3. The method of claim 1, further comprising the step of applying guidelines

delineating the bowel wall either side of the midline to inform axes placement.

4. The method of any preceding claim, wherein the tubular structure is an anatomical structure in the human or animal body.

5. The method of any preceding claim, wherein the image is a two dimensional image.

6. The method of any preceding claim, wherein the image is a three dimensional image.

7. The method of any preceding claim, wherein the axes are perpendicular to the midline.

8. The method of any preceding claim, wherein the axes are parallel to one another.

9. The method of any preceding claim, wherein the axes are positioned at variable intervals along the midline.

10. The method of claim 9, wherein the axes are positioned at intervals of less than 2mm along the midline.

11. The method of any preceding claim, further comprising the step of obtaining one or more of the images.

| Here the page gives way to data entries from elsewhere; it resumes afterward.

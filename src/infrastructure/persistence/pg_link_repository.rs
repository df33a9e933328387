//! PostgreSQL implementation of link repository.

use async_trait::async_trait;
use chrono::{DateTime, Utc};
use sqlx::{FromRow, PgPool};
use std::collections::HashMap;
use std::sync::Arc;

use crate::domain::entities::{Link, LinkPatch, NewLink, Visit};
use crate::domain::repositories::LinkRepository;
use crate::error::AppError;

const LINK_COLUMNS: &str = "id, code, long_url, visit_count, expires_at, last_visited_at, \
                            owner_id, script, created_at";

#[derive(Debug, FromRow)]
struct LinkRow {
    id: i64,
    code: String,
    long_url: String,
    visit_count: i64,
    expires_at: Option<DateTime<Utc>>,
    last_visited_at: Option<DateTime<Utc>>,
    owner_id: Option<String>,
    script: Option<String>,
    created_at: DateTime<Utc>,
}

impl LinkRow {
    fn into_link(self, visits: Vec<Visit>) -> Link {
        Link {
            id: self.id,
            code: self.code,
            long_url: self.long_url,
            visit_count: self.visit_count,
            expires_at: self.expires_at,
            last_visited_at: self.last_visited_at,
            visits,
            owner_id: self.owner_id,
            script: self.script,
            created_at: self.created_at,
        }
    }
}

#[derive(Debug, FromRow)]
struct VisitRow {
    link_id: i64,
    visited_at: DateTime<Utc>,
    user_agent: Option<String>,
    referrer: String,
}

/// Groups visit rows by link, keeping the row order (already chronological).
fn group_visits(rows: Vec<VisitRow>) -> HashMap<i64, Vec<Visit>> {
    let mut grouped: HashMap<i64, Vec<Visit>> = HashMap::new();
    for row in rows {
        grouped.entry(row.link_id).or_default().push(Visit {
            visited_at: row.visited_at,
            user_agent: row.user_agent,
            referrer: row.referrer,
        });
    }
    grouped
}

/// PostgreSQL repository for links and their visit history.
///
/// Visits live in `link_visits` and are attached to each returned [`Link`]
/// in chronological order.
pub struct PgLinkRepository {
    pool: Arc<PgPool>,
}

impl PgLinkRepository {
    /// Creates a new repository with a database connection pool.
    pub fn new(pool: Arc<PgPool>) -> Self {
        Self { pool }
    }

    async fn load_visits(&self, link_ids: &[i64]) -> Result<HashMap<i64, Vec<Visit>>, AppError> {
        if link_ids.is_empty() {
            return Ok(HashMap::new());
        }

        let rows = sqlx::query_as::<_, VisitRow>(
            r#"
            SELECT link_id, visited_at, user_agent, referrer
            FROM link_visits
            WHERE link_id = ANY($1)
            ORDER BY link_id, visited_at, id
            "#,
        )
        .bind(link_ids)
        .fetch_all(self.pool.as_ref())
        .await?;

        Ok(group_visits(rows))
    }

    async fn attach_visits(&self, rows: Vec<LinkRow>) -> Result<Vec<Link>, AppError> {
        let ids: Vec<i64> = rows.iter().map(|r| r.id).collect();
        let mut visits = self.load_visits(&ids).await?;

        Ok(rows
            .into_iter()
            .map(|r| {
                let history = visits.remove(&r.id).unwrap_or_default();
                r.into_link(history)
            })
            .collect())
    }
}

#[async_trait]
impl LinkRepository for PgLinkRepository {
    async fn find_by_code(&self, code: &str) -> Result<Option<Link>, AppError> {
        let row = sqlx::query_as::<_, LinkRow>(&format!(
            "SELECT {LINK_COLUMNS} FROM links WHERE code = $1"
        ))
        .bind(code)
        .fetch_optional(self.pool.as_ref())
        .await?;

        match row {
            Some(row) => Ok(self.attach_visits(vec![row]).await?.pop()),
            None => Ok(None),
        }
    }

    async fn create(&self, new_link: NewLink) -> Result<Link, AppError> {
        let row = sqlx::query_as::<_, LinkRow>(&format!(
            r#"
            INSERT INTO links (code, long_url, expires_at, owner_id, script)
            VALUES ($1, $2, $3, $4, $5)
            RETURNING {LINK_COLUMNS}
            "#
        ))
        .bind(&new_link.code)
        .bind(&new_link.long_url)
        .bind(new_link.expires_at)
        .bind(&new_link.owner_id)
        .bind(&new_link.script)
        .fetch_one(self.pool.as_ref())
        .await?;

        Ok(row.into_link(Vec::new()))
    }

    async fn update(&self, id: i64, patch: LinkPatch) -> Result<Option<Link>, AppError> {
        let set_expiry = patch.expires_at.is_some();
        let set_script = patch.script.is_some();

        let row = sqlx::query_as::<_, LinkRow>(&format!(
            r#"
            UPDATE links SET
                long_url   = COALESCE($2, long_url),
                expires_at = CASE WHEN $3 THEN $4 ELSE expires_at END,
                script     = CASE WHEN $5 THEN $6 ELSE script END
            WHERE id = $1
            RETURNING {LINK_COLUMNS}
            "#
        ))
        .bind(id)
        .bind(patch.long_url)
        .bind(set_expiry)
        .bind(patch.expires_at.flatten())
        .bind(set_script)
        .bind(patch.script.flatten())
        .fetch_optional(self.pool.as_ref())
        .await?;

        match row {
            Some(row) => Ok(self.attach_visits(vec![row]).await?.pop()),
            None => Ok(None),
        }
    }

    async fn delete(&self, id: i64) -> Result<bool, AppError> {
        let result = sqlx::query("DELETE FROM links WHERE id = $1")
            .bind(id)
            .execute(self.pool.as_ref())
            .await?;

        Ok(result.rows_affected() > 0)
    }

    async fn list_by_owner(
        &self,
        owner_id: &str,
        limit: Option<i64>,
    ) -> Result<Vec<Link>, AppError> {
        let rows = sqlx::query_as::<_, LinkRow>(&format!(
            r#"
            SELECT {LINK_COLUMNS}
            FROM links
            WHERE owner_id = $1
            ORDER BY created_at DESC, id DESC
            LIMIT $2
            "#
        ))
        .bind(owner_id)
        .bind(limit)
        .fetch_all(self.pool.as_ref())
        .await?;

        self.attach_visits(rows).await
    }

    async fn most_visited(&self, limit: i64) -> Result<Vec<Link>, AppError> {
        let rows = sqlx::query_as::<_, LinkRow>(&format!(
            r#"
            SELECT {LINK_COLUMNS}
            FROM links
            WHERE visit_count > 0
            ORDER BY visit_count DESC, id
            LIMIT $1
            "#
        ))
        .bind(limit)
        .fetch_all(self.pool.as_ref())
        .await?;

        self.attach_visits(rows).await
    }

    async fn commit_visits(&self, id: i64, visits: &[Visit]) -> Result<bool, AppError> {
        let latest = visits.iter().map(|v| v.visited_at).max();
        let mut tx = self.pool.begin().await?;

        let updated = sqlx::query(
            r#"
            UPDATE links
            SET visit_count = visit_count + $2,
                last_visited_at = GREATEST(last_visited_at, $3)
            WHERE id = $1
            "#,
        )
        .bind(id)
        .bind(visits.len() as i64)
        .bind(latest)
        .execute(&mut *tx)
        .await?;

        if updated.rows_affected() == 0 {
            tx.rollback().await?;
            return Ok(false);
        }

        let visited_at: Vec<DateTime<Utc>> = visits.iter().map(|v| v.visited_at).collect();
        let user_agents: Vec<Option<String>> = visits.iter().map(|v| v.user_agent.clone()).collect();
        let referrers: Vec<String> = visits.iter().map(|v| v.referrer.clone()).collect();

        sqlx::query(
            r#"
            INSERT INTO link_visits (link_id, visited_at, user_agent, referrer)
            SELECT $1, t.visited_at, t.user_agent, t.referrer
            FROM UNNEST($2::timestamptz[], $3::text[], $4::text[])
                WITH ORDINALITY AS t(visited_at, user_agent, referrer, ord)
            ORDER BY t.ord
            "#,
        )
        .bind(id)
        .bind(visited_at)
        .bind(user_agents)
        .bind(referrers)
        .execute(&mut *tx)
        .await?;

        tx.commit().await?;
        Ok(true)
    }
}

12. The method of any preceding claim, further comprising the step of comparing the length of the axes between images.

13. A method of assessing changes in bowel wall length comprising the steps of:

c) Propagating the midline of the bowel on images of the bowel obtained at at least two time points and

d) measuring the length of the midline on each time point image.

14. The method of claim 13, wherein the ends of the midline are defined by a position that is identifiable on each image.

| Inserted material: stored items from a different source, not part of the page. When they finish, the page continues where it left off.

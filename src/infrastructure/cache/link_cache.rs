//! Typed cache access for link records, visit counters and owner link lists.

use std::sync::Arc;

use super::service::{CacheError, CacheResult, KvStore};
use crate::domain::entities::Link;
use tracing::{debug, warn};

/// Expiry applied to each cache namespace, in seconds.
#[derive(Debug, Clone, Copy, PartialEq, Eq)]
pub struct CacheTtls {
    pub link_record: u64,
    pub visit_counter: u64,
    pub owner_links: u64,
}

impl Default for CacheTtls {
    fn default() -> Self {
        Self {
            link_record: 300,
            visit_counter: 60,
            owner_links: 120,
        }
    }
}

/// Failure-tolerant typed wrapper over a [`KvStore`].
///
/// Every operation exists twice: a `try_*` method returning [`CacheResult`]
/// and a public boundary method that logs the error and degrades to "not
/// cached" or a no-op. Callers of the boundary methods never see a cache
/// failure.
///
/// Keys live in three disjoint namespaces:
///
/// - `link:{code}` - JSON snapshot of a [`Link`]
/// - `visits:{code}` - visits not yet committed to the durable store
/// - `user_links:{owner}` - JSON list of an owner's links
pub struct LinkCache {
    store: Arc<dyn KvStore>,
    ttls: CacheTtls,
}

impl LinkCache {
    pub fn new(store: Arc<dyn KvStore>, ttls: CacheTtls) -> Self {
        Self { store, ttls }
    }

    pub fn ttls(&self) -> CacheTtls {
        self.ttls
    }

    pub fn link_key(code: &str) -> String {
        format!("link:{}", code)
    }

    pub fn counter_key(code: &str) -> String {
        format!("visits:{}", code)
    }

    pub fn owner_key(owner_id: &str) -> String {
        format!("user_links:{}", owner_id)
    }

    // ── link records ────────────────────────────────────────────────────────

    pub async fn try_get_link_record(&self, code: &str) -> CacheResult<Option<Link>> {
        match self.store.get(&Self::link_key(code)).await? {
            Some(raw) => Ok(Some(serde_json::from_str(&raw)?)),
            None => Ok(None),
        }
    }

    /// Returns the cached snapshot, or `None` on miss or error.
    ///
    /// A snapshot that no longer decodes is dropped so the next read
    /// repopulates it.
    pub async fn get_link_record(&self, code: &str) -> Option<Link> {
        match self.try_get_link_record(code).await {
            Ok(Some(link)) => {
                debug!("Cache HIT: link {}", code);
                metrics::counter!("cache_hits_total", "entity" => "link").increment(1);
                Some(link)
            }
            Ok(None) => {
                debug!("Cache MISS: link {}", code);
                metrics::counter!("cache_misses_total", "entity" => "link").increment(1);
                None
            }
            Err(e @ CacheError::SerializationError(_)) => {
                warn!("Discarding undecodable cached link {}: {}", code, e);
                self.invalidate_link_record(code).await;
                None
            }
            Err(e) => {
                warn!("Cache GET failed for link {}: {}", code, e);
                None
            }
        }
    }

    pub async fn try_set_link_record(&self, code: &str, link: &Link) -> CacheResult<()> {
        let raw = serde_json::to_string(link)?;
        self.store
            .set_ex(&Self::link_key(code), &raw, self.ttls.link_record)
            .await
    }

    pub async fn set_link_record(&self, code: &str, link: &Link) {
        match self.try_set_link_record(code, link).await {
            Ok(()) => debug!(
                "Cache SET: link {} (TTL: {}s)",
                code, self.ttls.link_record
            ),
            Err(e) => warn!("Cache SET failed for link {}: {}", code, e),
        }
    }

    pub async fn try_invalidate_link_record(&self, code: &str) -> CacheResult<()> {
        self.store.del(&Self::link_key(code)).await
    }

    pub async fn invalidate_link_record(&self, code: &str) {
        match self.try_invalidate_link_record(code).await {
            Ok(()) => debug!("Cache INVALIDATE: link {}", code),
            Err(e) => warn!("Cache DEL failed for link {}: {}", code, e),
        }
    }

    // ── visit counters ──────────────────────────────────────────────────────

    /// Increments the counter and refreshes its TTL.
    pub async fn try_increment_visit_counter(&self, code: &str) -> CacheResult<i64> {
        let key = Self::counter_key(code);
        let count = self.store.incr(&key).await?;
        self.store.expire(&key, self.ttls.visit_counter).await?;
        Ok(count)
    }

    /// Returns the new count, or `0` if the store is unavailable.
    pub async fn increment_visit_counter(&self, code: &str) -> i64 {
        match self.try_increment_visit_counter(code).await {
            Ok(count) => count,
            Err(e) => {
                warn!("Cache INCR failed for {}: {}", code, e);
                0
            }
        }
    }

    pub async fn try_get_visit_counter(&self, code: &str) -> CacheResult<i64> {
        match self.store.get(&Self::counter_key(code)).await? {
            Some(raw) => raw.trim().parse().map_err(|_| {
                CacheError::SerializationError(format!("counter for {} is not an integer", code))
            }),
            None => Ok(0),
        }
    }

    pub async fn get_visit_counter(&self, code: &str) -> i64 {
        self.try_get_visit_counter(code).await.unwrap_or_else(|e| {
            warn!("Cache GET failed for counter {}: {}", code, e);
            0
        })
    }

    pub async fn try_clear_visit_counter(&self, code: &str) -> CacheResult<()> {
        self.store.del(&Self::counter_key(code)).await
    }

    pub async fn clear_visit_counter(&self, code: &str) {
        if let Err(e) = self.try_clear_visit_counter(code).await {
            warn!("Cache DEL failed for counter {}: {}", code, e);
        }
    }

    // ── owner link lists ────────────────────────────────────────────────────

    pub async fn try_get_owner_links(&self, owner_id: &str) -> CacheResult<Option<Vec<Link>>> {
        match self.store.get(&Self::owner_key(owner_id)).await? {
            Some(raw) => Ok(Some(serde_json::from_str(&raw)?)),
            None => Ok(None),
        }
    }

    pub async fn get_owner_links(&self, owner_id: &str) -> Option<Vec<Link>> {
        match self.try_get_owner_links(owner_id).await {
            Ok(Some(links)) => {
                debug!("Cache HIT: links of {}", owner_id);
                metrics::counter!("cache_hits_total", "entity" => "owner_links").increment(1);
                Some(links)
            }
            Ok(None) => {
                metrics::counter!("cache_misses_total", "entity" => "owner_links").increment(1);
                None
            }
            Err(e) => {
                warn!("Cache GET failed for links of {}: {}", owner_id, e);
                None
            }
        }
    }

    pub async fn try_set_owner_links(&self, owner_id: &str, links: &[Link]) -> CacheResult<()> {
        let raw = serde_json::to_string(links)?;
        self.store
            .set_ex(&Self::owner_key(owner_id), &raw, self.ttls.owner_links)
            .await
    }

    pub async fn set_owner_links(&self, owner_id: &str, links: &[Link]) {
        if let Err(e) = self.try_set_owner_links(owner_id, links).await {
            warn!("Cache SET failed for links of {}: {}", owner_id, e);
        }
    }

    pub async fn try_invalidate_owner_links(&self, owner_id: &str) -> CacheResult<()> {
        self.store.del(&Self::owner_key(owner_id)).await
    }

    pub async fn invalidate_owner_links(&self, owner_id: &str) {
        if let Err(e) = self.try_invalidate_owner_links(owner_id).await {
            warn!("Cache DEL failed for links of {}: {}", owner_id, e);
        }
    }

    /// Checks if the cache backend is healthy.
    pub async fn health_check(&self) -> bool {
        self.store.health_check().await
    }
}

15. The method for monitoring a tubular structure, comprising the step of recording the diameter/circumference measurements, obtainable using the method of any of claims 1 to 12, into a matrix of time series Vs length data or area.

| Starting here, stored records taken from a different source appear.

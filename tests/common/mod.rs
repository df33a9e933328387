#![allow(dead_code)]

use async_trait::async_trait;
use chrono::{DateTime, Utc};
use shortlink_cache::domain::entities::{Link, LinkPatch, NewLink, Visit};
use shortlink_cache::domain::repositories::LinkRepository;
use shortlink_cache::error::AppError;
use shortlink_cache::infrastructure::cache::{CacheTtls, KvStore, MemoryKv};
use shortlink_cache::config::{CacheBackend, Config};
use shortlink_cache::state::AppState;
use std::sync::Arc;
use std::sync::Mutex;
use std::sync::atomic::{AtomicI64, AtomicUsize, Ordering};

/// Durable store held in memory, counting the calls the cache should absorb.
#[derive(Default)]
pub struct InMemoryLinkRepository {
    links: Mutex<Vec<Link>>,
    next_id: AtomicI64,
    pub find_calls: AtomicUsize,
    pub list_calls: AtomicUsize,
    pub commit_calls: AtomicUsize,
    failing_commits: AtomicUsize,
}

impl InMemoryLinkRepository {
    pub fn new() -> Self {
        Self {
            next_id: AtomicI64::new(1),
            ..Default::default()
        }
    }

    /// Stores a link directly, bypassing the service.
    pub fn insert(&self, code: &str, url: &str, owner_id: Option<&str>) -> Link {
        let id = self.next_id.fetch_add(1, Ordering::SeqCst);
        let mut link = Link::new(id, code.to_string(), url.to_string(), Utc::now());
        link.owner_id = owner_id.map(str::to_string);
        self.links.lock().unwrap().push(link.clone());
        link
    }

    pub fn insert_with_expiry(&self, code: &str, expires_at: DateTime<Utc>) -> Link {
        let link = self.insert(code, "https://example.com", None);
        self.update_stored(link.id, |l| l.expires_at = Some(expires_at));
        self.stored(code).unwrap()
    }

    /// Sets a stored link's visit count without going through visit commits.
    pub fn set_visit_count(&self, code: &str, count: i64) {
        let mut links = self.links.lock().unwrap();
        if let Some(link) = links.iter_mut().find(|l| l.code == code) {
            link.visit_count = count;
        }
    }

    /// Makes the next `n` commits fail with an internal error.
    pub fn fail_next_commits(&self, n: usize) {
        self.failing_commits.store(n, Ordering::SeqCst);
    }

    /// Current durable state of `code`.
    pub fn stored(&self, code: &str) -> Option<Link> {
        self.links
            .lock()
            .unwrap()
            .iter()
            .find(|l| l.code == code)
            .cloned()
    }

    pub fn finds(&self) -> usize {
        self.find_calls.load(Ordering::SeqCst)
    }

    pub fn lists(&self) -> usize {
        self.list_calls.load(Ordering::SeqCst)
    }

    pub fn commits(&self) -> usize {
        self.commit_calls.load(Ordering::SeqCst)
    }

    fn update_stored(&self, id: i64, f: impl FnOnce(&mut Link)) -> Option<Link> {
        let mut links = self.links.lock().unwrap();
        let link = links.iter_mut().find(|l| l.id == id)?;
        f(link);
        Some(link.clone())
    }
}

#[async_trait]
impl LinkRepository for InMemoryLinkRepository {
    async fn find_by_code(&self, code: &str) -> Result<Option<Link>, AppError> {
        self.find_calls.fetch_add(1, Ordering::SeqCst);
        Ok(self.stored(code))
    }

    async fn create(&self, new_link: NewLink) -> Result<Link, AppError> {
        if self.stored(&new_link.code).is_some() {
            return Err(AppError::conflict(
                "Short code already exists",
                serde_json::json!({ "code": new_link.code }),
            ));
        }

        let id = self.next_id.fetch_add(1, Ordering::SeqCst);
        let mut link = Link::new(id, new_link.code, new_link.long_url, Utc::now())
            .with_expiry(new_link.expires_at);
        link.owner_id = new_link.owner_id;
        link.script = new_link.script;
        self.links.lock().unwrap().push(link.clone());
        Ok(link)
    }

    async fn update(&self, id: i64, patch: LinkPatch) -> Result<Option<Link>, AppError> {
        Ok(self.update_stored(id, |link| {
            if let Some(long_url) = patch.long_url {
                link.long_url = long_url;
            }
            if let Some(expires_at) = patch.expires_at {
                link.expires_at = expires_at;
            }
            if let Some(script) = patch.script {
                link.script = script;
            }
        }))
    }

    async fn delete(&self, id: i64) -> Result<bool, AppError> {
        let mut links = self.links.lock().unwrap();
        let before = links.len();
        links.retain(|l| l.id != id);
        Ok(links.len() < before)
    }

    async fn list_by_owner(
        &self,
        owner_id: &str,
        limit: Option<i64>,
    ) -> Result<Vec<Link>, AppError> {
        self.list_calls.fetch_add(1, Ordering::SeqCst);
        let mut owned: Vec<Link> = self
            .links
            .lock()
            .unwrap()
            .iter()
            .filter(|l| l.owner_id.as_deref() == Some(owner_id))
            .cloned()
            .collect();
        owned.sort_by(|a, b| b.created_at.cmp(&a.created_at).then(b.id.cmp(&a.id)));
        if let Some(limit) = limit {
            owned.truncate(limit as usize);
        }
        Ok(owned)
    }

    async fn most_visited(&self, limit: i64) -> Result<Vec<Link>, AppError> {
        let mut visited: Vec<Link> = self
            .links
            .lock()
            .unwrap()
            .iter()
            .filter(|l| l.visit_count > 0)
            .cloned()
            .collect();
        visited.sort_by(|a, b| b.visit_count.cmp(&a.visit_count).then(a.id.cmp(&b.id)));
        visited.truncate(limit as usize);
        Ok(visited)
    }

    async fn commit_visits(&self, id: i64, visits: &[Visit]) -> Result<bool, AppError> {
        self.commit_calls.fetch_add(1, Ordering::SeqCst);

        let failing = self.failing_commits.load(Ordering::SeqCst);
        if failing > 0 {
            self.failing_commits.store(failing - 1, Ordering::SeqCst);
            return Err(AppError::internal(
                "Database error",
                serde_json::json!({ "reason": "injected" }),
            ));
        }

        Ok(self
            .update_stored(id, |link| {
                link.visit_count += visits.len() as i64;
                link.visits.extend_from_slice(visits);
                link.last_visited_at = link.visits.iter().map(|v| v.visited_at).max();
            })
            .is_some())
    }
}

pub fn test_config() -> Config {
    let ttls = CacheTtls::default();
    Config {
        database_url: "postgres://localhost/test".to_string(),
        redis_url: "redis://127.0.0.1:6379".to_string(),
        cache_backend: CacheBackend::Memory,
        log_level: "info".to_string(),
        log_format: "text".to_string(),
        link_cache_ttl_seconds: ttls.link_record,
        visit_counter_ttl_seconds: ttls.visit_counter,
        owner_links_ttl_seconds: ttls.owner_links,
        visit_debounce_ms: 2000,
        visit_commit_attempts: 3,
        reconcile_interval_seconds: 30,
        popular_preload_size: 50,
        user_warmup_size: 20,
        db_max_connections: 10,
        db_connect_timeout: 30,
        db_idle_timeout: 600,
        db_max_lifetime: 1800,
    }
}

/// Wires the application over an in-memory repository and key-value store.
pub fn create_test_state() -> (
    AppState<InMemoryLinkRepository>,
    Arc<InMemoryLinkRepository>,
    Arc<MemoryKv>,
) {
    let repository = Arc::new(InMemoryLinkRepository::new());
    let kv = Arc::new(MemoryKv::new());
    let store: Arc<dyn KvStore> = kv.clone();
    let state = AppState::new(repository.clone(), store, &test_config());
    (state, repository, kv)
}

16. A method of mapping matrix data, obtainable using the method of claim 15, for analysis, comprising one or more of the following steps:

i) plotting tubular diameter measures over time, and optionally transforming the data to account for large changes in diameter; j) checking whether a threshold of data points has been reached and, if it has,

inserting missing data points; k) checking whether a threshold of data points has been reached and, if it has not, applying a flag to the data;

L) assessing and/or compensating for longitudinal stretch/contraction and variability; m) identifying and/or correcting for aberrant data identification, optionally by using homology or symmetry between either side of the midline at an individual axis position or between axes to ensure propagation errors; n) deleting or editing time points if incorrect; o) registration with other time-series plots; p) measuring underlying image intensity values in the medical imaging data.

17. A method for providing a score to a characteristic of a tubular structure, for example, of expansion of contraction, comprising the steps of setting a scoring threshold for the characteristic and recording a score if the threshold is exceeded.

18. A method for aligning time series data obtainable using the method of any of claims 1 to 12, comprising sorting the data by time or slice position.

19. A method for analysing motion in a tubular structure, comprising correcting for sources of motion other than movement of the wall of the tubular structure.

20. A method for evaluating bowel wall displacement across the GI tract to

comprising automatic propagation of axes for measurement.

21. A method for diagnosing a deficiency, injury or disease related to a tubular structure in the human or animal body, comprising carrying out the monitoring method of any preceding claim and comparing the results to expected results, wherein a difference between the actual and expected results is indicative of a deficiency, injury or disease.

22. A method of monitoring drug efficacy comprising carrying out the monitoring method of any of claims 1 to 12 in a subject before and after administration of a pharmacological agent and comparing the results.

23. A computer readable medium, programmed to carry out the method or steps of the method of any of claims 1 to 22 of the invention.